== What you will do ==
Retype the records in full, exactly as they stand.

== Records supplied ==
*****

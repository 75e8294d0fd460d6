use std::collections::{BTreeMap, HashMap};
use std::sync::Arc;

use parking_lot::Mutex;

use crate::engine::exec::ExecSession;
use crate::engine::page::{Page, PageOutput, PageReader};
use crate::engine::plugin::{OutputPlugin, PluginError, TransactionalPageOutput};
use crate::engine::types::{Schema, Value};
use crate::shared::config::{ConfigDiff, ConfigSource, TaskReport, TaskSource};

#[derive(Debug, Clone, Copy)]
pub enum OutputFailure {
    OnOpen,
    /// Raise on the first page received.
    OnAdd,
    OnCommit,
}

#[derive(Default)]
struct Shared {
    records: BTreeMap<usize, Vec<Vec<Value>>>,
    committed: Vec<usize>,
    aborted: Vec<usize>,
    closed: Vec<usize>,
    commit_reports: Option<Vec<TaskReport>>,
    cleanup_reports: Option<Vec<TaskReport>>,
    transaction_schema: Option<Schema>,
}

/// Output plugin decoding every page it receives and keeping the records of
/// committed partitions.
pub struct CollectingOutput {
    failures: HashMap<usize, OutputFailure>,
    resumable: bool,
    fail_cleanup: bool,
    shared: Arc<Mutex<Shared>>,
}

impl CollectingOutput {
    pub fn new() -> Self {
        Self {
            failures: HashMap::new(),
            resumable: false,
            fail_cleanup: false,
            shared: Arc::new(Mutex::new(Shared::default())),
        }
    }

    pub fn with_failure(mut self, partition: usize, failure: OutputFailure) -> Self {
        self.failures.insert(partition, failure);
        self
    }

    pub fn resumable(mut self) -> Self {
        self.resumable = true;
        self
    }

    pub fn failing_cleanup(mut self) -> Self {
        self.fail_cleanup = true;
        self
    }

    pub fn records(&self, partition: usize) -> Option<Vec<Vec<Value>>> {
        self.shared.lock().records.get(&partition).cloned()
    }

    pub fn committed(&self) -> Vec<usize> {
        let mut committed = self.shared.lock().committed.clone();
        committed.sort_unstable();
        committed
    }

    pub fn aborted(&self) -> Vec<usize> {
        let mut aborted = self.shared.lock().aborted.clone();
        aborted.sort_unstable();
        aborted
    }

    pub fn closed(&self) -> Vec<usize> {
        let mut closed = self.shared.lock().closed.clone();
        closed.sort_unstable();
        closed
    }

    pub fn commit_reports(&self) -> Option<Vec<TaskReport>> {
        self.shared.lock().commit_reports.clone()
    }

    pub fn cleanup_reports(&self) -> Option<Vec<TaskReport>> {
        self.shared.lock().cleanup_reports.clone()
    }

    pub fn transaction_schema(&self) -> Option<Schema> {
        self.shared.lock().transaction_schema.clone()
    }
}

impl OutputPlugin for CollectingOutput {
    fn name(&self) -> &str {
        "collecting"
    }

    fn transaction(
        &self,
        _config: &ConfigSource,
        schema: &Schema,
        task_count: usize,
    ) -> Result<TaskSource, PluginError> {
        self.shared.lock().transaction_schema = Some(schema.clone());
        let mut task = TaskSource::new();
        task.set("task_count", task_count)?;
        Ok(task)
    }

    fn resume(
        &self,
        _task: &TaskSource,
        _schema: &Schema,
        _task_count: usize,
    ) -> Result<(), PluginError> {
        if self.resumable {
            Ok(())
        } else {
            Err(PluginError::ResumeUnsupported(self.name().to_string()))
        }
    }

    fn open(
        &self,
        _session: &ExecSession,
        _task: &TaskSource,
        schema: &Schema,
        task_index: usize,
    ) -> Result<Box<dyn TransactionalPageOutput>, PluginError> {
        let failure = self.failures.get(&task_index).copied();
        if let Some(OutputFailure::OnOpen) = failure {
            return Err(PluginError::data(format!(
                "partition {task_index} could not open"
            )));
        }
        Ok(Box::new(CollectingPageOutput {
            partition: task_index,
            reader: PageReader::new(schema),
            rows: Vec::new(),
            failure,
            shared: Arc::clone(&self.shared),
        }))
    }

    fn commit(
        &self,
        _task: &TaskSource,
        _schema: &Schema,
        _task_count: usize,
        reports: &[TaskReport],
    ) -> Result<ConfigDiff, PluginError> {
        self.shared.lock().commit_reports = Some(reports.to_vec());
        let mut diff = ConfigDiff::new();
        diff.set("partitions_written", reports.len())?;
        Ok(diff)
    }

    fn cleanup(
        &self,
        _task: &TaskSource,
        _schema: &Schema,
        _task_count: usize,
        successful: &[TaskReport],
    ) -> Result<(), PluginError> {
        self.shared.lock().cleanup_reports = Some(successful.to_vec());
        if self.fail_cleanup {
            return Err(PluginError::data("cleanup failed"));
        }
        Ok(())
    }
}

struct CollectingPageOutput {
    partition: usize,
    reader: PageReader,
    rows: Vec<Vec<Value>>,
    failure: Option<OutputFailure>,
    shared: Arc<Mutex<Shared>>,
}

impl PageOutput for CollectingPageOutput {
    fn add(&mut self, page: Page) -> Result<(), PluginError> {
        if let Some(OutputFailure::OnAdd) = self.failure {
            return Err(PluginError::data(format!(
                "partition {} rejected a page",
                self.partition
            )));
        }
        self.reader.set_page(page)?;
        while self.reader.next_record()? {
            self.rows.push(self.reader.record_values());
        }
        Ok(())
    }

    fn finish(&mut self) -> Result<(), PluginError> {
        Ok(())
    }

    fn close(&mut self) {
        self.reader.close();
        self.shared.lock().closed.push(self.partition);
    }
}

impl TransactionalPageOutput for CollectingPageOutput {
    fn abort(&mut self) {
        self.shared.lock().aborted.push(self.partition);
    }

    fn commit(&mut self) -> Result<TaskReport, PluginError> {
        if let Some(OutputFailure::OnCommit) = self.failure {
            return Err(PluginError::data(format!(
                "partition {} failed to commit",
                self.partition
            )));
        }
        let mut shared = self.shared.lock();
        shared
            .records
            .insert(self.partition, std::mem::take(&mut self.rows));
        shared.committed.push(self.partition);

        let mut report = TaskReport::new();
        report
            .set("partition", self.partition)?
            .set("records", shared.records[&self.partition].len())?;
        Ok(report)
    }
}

*****

== Response to this task ==
repository 75e8294d0fd460d6
use std::collections::{BTreeMap, HashMap};
use std::sync::Arc;

use parking_lot::Mutex;

use crate::engine::exec::ExecSession;
use crate::engine::page::{Page, PageOutput, PageReader};
use crate::engine::plugin::{OutputPlugin, PluginError, TransactionalPageOutput};
use crate::engine::types::{Schema, Value};
use crate::shared::config::{ConfigDiff, ConfigSource, TaskReport, TaskSource};

#[derive(Debug, Clone, Copy)]
pub enum OutputFailure {
    OnOpen,
    /// Raise on the first page received.
    OnAdd,
    OnCommit,
}

#[derive(Default)]
struct Shared {
    records: BTreeMap<usize, Vec<Vec<Value>>>,
    committed: Vec<usize>,
    aborted: Vec<usize>,
    closed: Vec<usize>,
    commit_reports: Option<Vec<TaskReport>>,
    cleanup_reports: Option<Vec<TaskReport>>,
    transaction_schema: Option<Schema>,
}

/// Output plugin decoding every page it receives and keeping the records of
/// committed partitions.
pub struct CollectingOutput {
    failures: HashMap<usize, OutputFailure>,
    resumable: bool,
    fail_cleanup: bool,
    shared: Arc<Mutex<Shared>>,
}

impl CollectingOutput {
    pub fn new() -> Self {
        Self {
            failures: HashMap::new(),
            resumable: false,
            fail_cleanup: false,
            shared: Arc::new(Mutex::new(Shared::default())),
        }
    }

    pub fn with_failure(mut self, partition: usize, failure: OutputFailure) -> Self {
        self.failures.insert(partition, failure);
        self
    }

    pub fn resumable(mut self) -> Self {
        self.resumable = true;
        self
    }

    pub fn failing_cleanup(mut self) -> Self {
        self.fail_cleanup = true;
        self
    }

    pub fn records(&self, partition: usize) -> Option<Vec<Vec<Value>>> {
        self.shared.lock().records.get(&partition).cloned()
    }

    pub fn committed(&self) -> Vec<usize> {
        let mut committed = self.shared.lock().committed.clone();
        committed.sort_unstable();
        committed
    }

    pub fn aborted(&self) -> Vec<usize> {
        let mut aborted = self.shared.lock().aborted.clone();
        aborted.sort_unstable();
        aborted
    }

    pub fn closed(&self) -> Vec<usize> {
        let mut closed = self.shared.lock().closed.clone();
        closed.sort_unstable();
        closed
    }

    pub fn commit_reports(&self) -> Option<Vec<TaskReport>> {
        self.shared.lock().commit_reports.clone()
    }

    pub fn cleanup_reports(&self) -> Option<Vec<TaskReport>> {
        self.shared.lock().cleanup_reports.clone()
    }

    pub fn transaction_schema(&self) -> Option<Schema> {
        self.shared.lock().transaction_schema.clone()
    }
}

impl OutputPlugin for CollectingOutput {
    fn name(&self) -> &str {
        "collecting"
    }

    fn transaction(
        &self,
        _config: &ConfigSource,
        schema: &Schema,
        task_count: usize,
    ) -> Result<TaskSource, PluginError> {
        self.shared.lock().transaction_schema = Some(schema.clone());
        let mut task = TaskSource::new();
        task.set("task_count", task_count)?;
        Ok(task)
    }

    fn resume(
        &self,
        _task: &TaskSource,
        _schema: &Schema,
        _task_count: usize,
    ) -> Result<(), PluginError> {
        if self.resumable {
            Ok(())
        } else {
            Err(PluginError::ResumeUnsupported(self.name().to_string()))
        }
    }

    fn open(
        &self,
        _session: &ExecSession,
        _task: &TaskSource,
        schema: &Schema,
        task_index: usize,
    ) -> Result<Box<dyn TransactionalPageOutput>, PluginError> {
        let failure = self.failures.get(&task_index).copied();
        if let Some(OutputFailure::OnOpen) = failure {
            return Err(PluginError::data(format!(
                "partition {task_index} could not open"
            )));
        }
        Ok(Box::new(CollectingPageOutput {
            partition: task_index,
            reader: PageReader::new(schema),
            rows: Vec::new(),
            failure,
            shared: Arc::clone(&self.shared),
        }))
    }

    fn commit(
        &self,
        _task: &TaskSource,
        _schema: &Schema,
        _task_count: usize,
        reports: &[TaskReport],
    ) -> Result<ConfigDiff, PluginError> {
        self.shared.lock().commit_reports = Some(reports.to_vec());
        let mut diff = ConfigDiff::new();
        diff.set("partitions_written", reports.len())?;
        Ok(diff)
    }

    fn cleanup(
        &self,
        _task: &TaskSource,
        _schema: &Schema,
        _task_count: usize,
        successful: &[TaskReport],
    ) -> Result<(), PluginError> {
        self.shared.lock().cleanup_reports = Some(successful.to_vec());
        if self.fail_cleanup {
            return Err(PluginError::data("cleanup failed"));
        }
        Ok(())
    }
}

struct CollectingPageOutput {
    partition: usize,
    reader: PageReader,
    rows: Vec<Vec<Value>>,
    failure: Option<OutputFailure>,
    shared: Arc<Mutex<Shared>>,
}

impl PageOutput for CollectingPageOutput {
    fn add(&mut self, page: Page) -> Result<(), PluginError> {
        if let Some(OutputFailure::OnAdd) = self.failure {
            return Err(PluginError::data(format!(
                "partition {} rejected a page",
                self.partition
            )));
        }
        self.reader.set_page(page)?;
        while self.reader.next_record()? {
            self.rows.push(self.reader.record_values());
        }
        Ok(())
    }

    fn finish(&mut self) -> Result<(), PluginError> {
        Ok(())
    }

    fn close(&mut self) {
        self.reader.close();
        self.shared.lock().closed.push(self.partition);
    }
}

impl TransactionalPageOutput for CollectingPageOutput {
    fn abort(&mut self) {
        self.shared.lock().aborted.push(self.partition);
    }

    fn commit(&mut self) -> Result<TaskReport, PluginError> {
        if let Some(OutputFailure::OnCommit) = self.failure {
            return Err(PluginError::data(format!(
                "partition {} failed to commit",
                self.partition
            )));
        }
        let mut shared = self.shared.lock();
        shared
            .records
            .insert(self.partition, std::mem::take(&mut self.rows));
        shared.committed.push(self.partition);

        let mut report = TaskReport::new();
        report
            .set("partition", self.partition)?
            .set("records", shared.records[&self.partition].len())?;
        Ok(report)
    }
}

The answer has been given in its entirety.